8 Simple And Affordable Ways to Get Better Sleep
Sometimes our greatest challenge is simply getting some quality much needed rest. Especially living in a city like New York, we're constantly thinking about our "To Do" lists, thinking about work projects or simply thinking about life. Often times we put sleep on the back burner but the truth is that resting is essential to healing. When the body goes through the sleep cycle, we process all of the information that we've been "downloading" that day.
Now there are a number of sleep aids that are quite popular such as earplugs, eye masks, sleeping pills, and white noise. However, these sleep aids can be costly and not necessarily the healthiest options.

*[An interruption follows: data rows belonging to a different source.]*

//! Evidence Merger
//!
//! Folds the evidence lists of every adapter that succeeded into one
//! numbered citation list:
//!
//! 1. Interleave by source in the fixed order SQL, SEMANTIC, RAPTOR, keeping
//!    each adapter's own relevance order.
//! 2. Drop repeats of the same (source, id); the first occurrence wins.
//! 3. Over the cap, keep the highest-scored items (ties go to the earlier
//!    item) without reordering the survivors.
//! 4. Number the survivors 1..=N.

use crate::sources::EvidenceItem;
use chrono::{DateTime, Utc};
use sdk::SourceKind;
use serde::Serialize;
use std::collections::HashSet;

/// Default cap on citations per response
pub const DEFAULT_MAX_CITATIONS: usize = 8;

/// A deduplicated, numbered evidence item
#[derive(Debug, Clone, PartialEq, Serialize)]
pub struct Citation {
    /// 1-based number referenced by inline `[n]` markers
    pub number: usize,
    pub source: SourceKind,
    pub id: String,
    pub title: String,
    pub excerpt: String,
    pub score: f64,
    pub retrieved_at: DateTime<Utc>,
}

impl Citation {
    fn from_item(number: usize, item: EvidenceItem) -> Self {
        Self {
            number,
            source: item.source,
            id: item.id,
            title: item.title,
            excerpt: item.excerpt,
            score: item.score,
            retrieved_at: item.retrieved_at,
        }
    }

    /// One-line rendering, e.g. `[2] SEM: Core Bond Fund`
    pub fn label(&self) -> String {
        format!("[{}] {}: {}", self.number, self.source.label(), self.title)
    }
}

/// Merge evidence lists into at most `max_citations` numbered citations
pub fn merge<I>(evidence_lists: I, max_citations: usize) -> Vec<Citation>
where
    I: IntoIterator<Item = Vec<EvidenceItem>>,
{
    let mut items: Vec<EvidenceItem> = evidence_lists.into_iter().flatten().collect();
    // Stable: within a source the received order is preserved
    items.sort_by_key(|item| item.source);

    let mut seen = HashSet::new();
    items.retain(|item| seen.insert((item.source, item.id.clone())));

    if items.len() > max_citations {
        let mut ranked: Vec<usize> = (0..items.len()).collect();
        ranked.sort_by(|&a, &b| items[b].score.total_cmp(&items[a].score));
        let keep: HashSet<usize> = ranked.into_iter().take(max_citations).collect();

        items = items
            .into_iter()
            .enumerate()
            .filter(|(idx, _)| keep.contains(idx))
            .map(|(_, item)| item)
            .collect();
    }

    items
        .into_iter()
        .enumerate()
        .map(|(idx, item)| Citation::from_item(idx + 1, item))
        .collect()
}

#[cfg(test)]
mod tests {
    use super::*;
    use proptest::prelude::*;

    fn item(source: SourceKind, id: &str, score: f64) -> EvidenceItem {
        EvidenceItem::new(source, id, id.to_uppercase(), format!("excerpt {}", id), score)
    }

    fn keys(citations: &[Citation]) -> Vec<(usize, SourceKind, &str)> {
        citations
            .iter()
            .map(|c| (c.number, c.source, c.id.as_str()))
            .collect()
    }

    #[test]
    fn test_fixed_source_order() {
        let citations = merge(
            vec![
                vec![item(SourceKind::Raptor, "r1", 0.9)],
                vec![item(SourceKind::Semantic, "s1", 0.8)],
                vec![item(SourceKind::Sql, "q1", 0.7), item(SourceKind::Sql, "q2", 0.6)],
            ],
            8,
        );
        assert_eq!(
            keys(&citations),
            vec![
                (1, SourceKind::Sql, "q1"),
                (2, SourceKind::Sql, "q2"),
                (3, SourceKind::Semantic, "s1"),
                (4, SourceKind::Raptor, "r1"),
            ]
        );
    }

    #[test]
    fn test_first_occurrence_wins() {
        let citations = merge(
            vec![
                vec![item(SourceKind::Sql, "a", 0.2), item(SourceKind::Sql, "a", 0.9)],
                vec![item(SourceKind::Semantic, "a", 0.5)],
            ],
            8,
        );
        assert_eq!(citations.len(), 2);
        assert_eq!(citations[0].score, 0.2);
        assert_eq!(citations[1].source, SourceKind::Semantic);
    }

    #[test]
    fn test_cap_keeps_highest_scores_in_received_order() {
        let citations = merge(
            vec![
                vec![
                    item(SourceKind::Sql, "q1", 0.1),
                    item(SourceKind::Sql, "q2", 0.95),
                ],
                vec![item(SourceKind::Raptor, "r1", 0.9)],
                vec![item(SourceKind::Semantic, "s1", 0.3)],
            ],
            2,
        );
        assert_eq!(
            keys(&citations),
            vec![(1, SourceKind::Sql, "q2"), (2, SourceKind::Raptor, "r1")]
        );
    }

    #[test]
    fn test_cap_ties_prefer_earlier_items() {
        let citations = merge(
            vec![vec![
                item(SourceKind::Sql, "a", 0.5),
                item(SourceKind::Sql, "b", 0.5),
                item(SourceKind::Sql, "c", 0.5),
            ]],
            2,
        );
        assert_eq!(
            keys(&citations),
            vec![(1, SourceKind::Sql, "a"), (2, SourceKind::Sql, "b")]
        );
    }

    #[test]
    fn test_empty_input() {
        assert!(merge(Vec::<Vec<EvidenceItem>>::new(), 8).is_empty());
        assert_eq!(
            merge(vec![vec![item(SourceKind::Sql, "a", 1.0)]], 8)[0].label(),
            "[1] SQL: A"
        );
    }

    fn arb_item() -> impl Strategy<Value = EvidenceItem> {
        (0usize..3, 0u8..6, 0.0f64..=1.0).prop_map(|(kind, id, score)| {
            item(SourceKind::ALL[kind], &format!("id{}", id), score)
        })
    }

    proptest! {
        #[test]
        fn prop_citations_are_unique_dense_and_capped(
            lists in prop::collection::vec(prop::collection::vec(arb_item(), 0..8), 0..4),
            cap in 1usize..10,
        ) {
            let citations = merge(lists.clone(), cap);

            prop_assert!(citations.len() <= cap);

            let numbers: Vec<usize> = citations.iter().map(|c| c.number).collect();
            let expected: Vec<usize> = (1..=citations.len()).collect();
            prop_assert_eq!(numbers, expected);

            let mut identities = HashSet::new();
            for c in &citations {
                prop_assert!(identities.insert((c.source, c.id.clone())));
            }

            prop_assert!(citations.windows(2).all(|w| w[0].source <= w[1].source));

            // No dropped item outranks a kept one
            let min_kept = citations.iter().map(|c| c.score).fold(f64::INFINITY, f64::min);
            let distinct: HashSet<(SourceKind, String)> = lists
                .iter()
                .flatten()
                .map(|i| (i.source, i.id.clone()))
                .collect();
            if distinct.len() > cap {
                prop_assert_eq!(citations.len(), cap);
                let mut first_seen = HashSet::new();
                let mut sorted: Vec<&EvidenceItem> = lists.iter().flatten().collect();
                sorted.sort_by_key(|i| i.source);
                for i in sorted {
                    if first_seen.insert((i.source, i.id.clone()))
                        && !identities.contains(&(i.source, i.id.clone()))
                    {
                        prop_assert!(i.score <= min_kept);
                    }
                }
            } else {
                prop_assert_eq!(citations.len(), distinct.len());
            }
        }
    }
}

Here are 8 low-cost ways to help make sleep an important part of your selfceare regimen.
CLEAR THE AIR.
Purify your bedroom of allergens and other "noise" that bothers respiration. A humidifier, Himalayan Salt Lamp, and indoor plants are a great way to restore the air's balance and remove harmful toxins that we didn't even know were suffocating our sleep.
OPEN THE WINDOW.
This is one we often don't think about but getting some fresh air may prove to be beneficial. This may help to calm anxiety.
USE ESSENTIAL OILS.
Essential oils are helpful for so many things! Lavender for example helps to calm the mind. Put a few drops around your neck or in your oil diffuser so that you may breath it in as you rest.
We're sure this is one that your grandma has told you about. Chamomile for example is a great calming tea that has been known to reduce inflammation, decrease anxiety and treat insomnia.
TURN OFF ALL ELECTRONICS (LIGHTS, TV, RADIO)
Our nervous system is always on, even while we sleep. It's best to limit the amount of information intake during our "off" hours. A Digital Detox at night is a great way to unwind from the accompanying stimulation.
CLEAN THE BEDDING.
Maybe you just need freshly washed sheets. Having clean bedding can help you get comfortable (especially if you washed your sheets with lavender-scented detergent.)
HOLD YOUR BREATH.
Breath work can work wonders before bedtime and is recommended by many wellness practitioners. There are many soothing breathing exercises that double as meditation that can really help in getting a good nights sleep.
TAKE A SHOWER.
Although it will momentarily wake you up, the soothing sensation of water will cleanse you of your daily external grime, allowing your skin to breathe, and preparing the body to do the internal work. Remove that make up, take out your contacts, and give yourself time to be you.
In the U.S., 40 million people suffer from chronic long-term sleep disorders each year, says the Centers for Disease Control and Prevention. It's time to make sleep a priority and do it in a healthy and cost effective way. Everyone deserves a quality night of rest.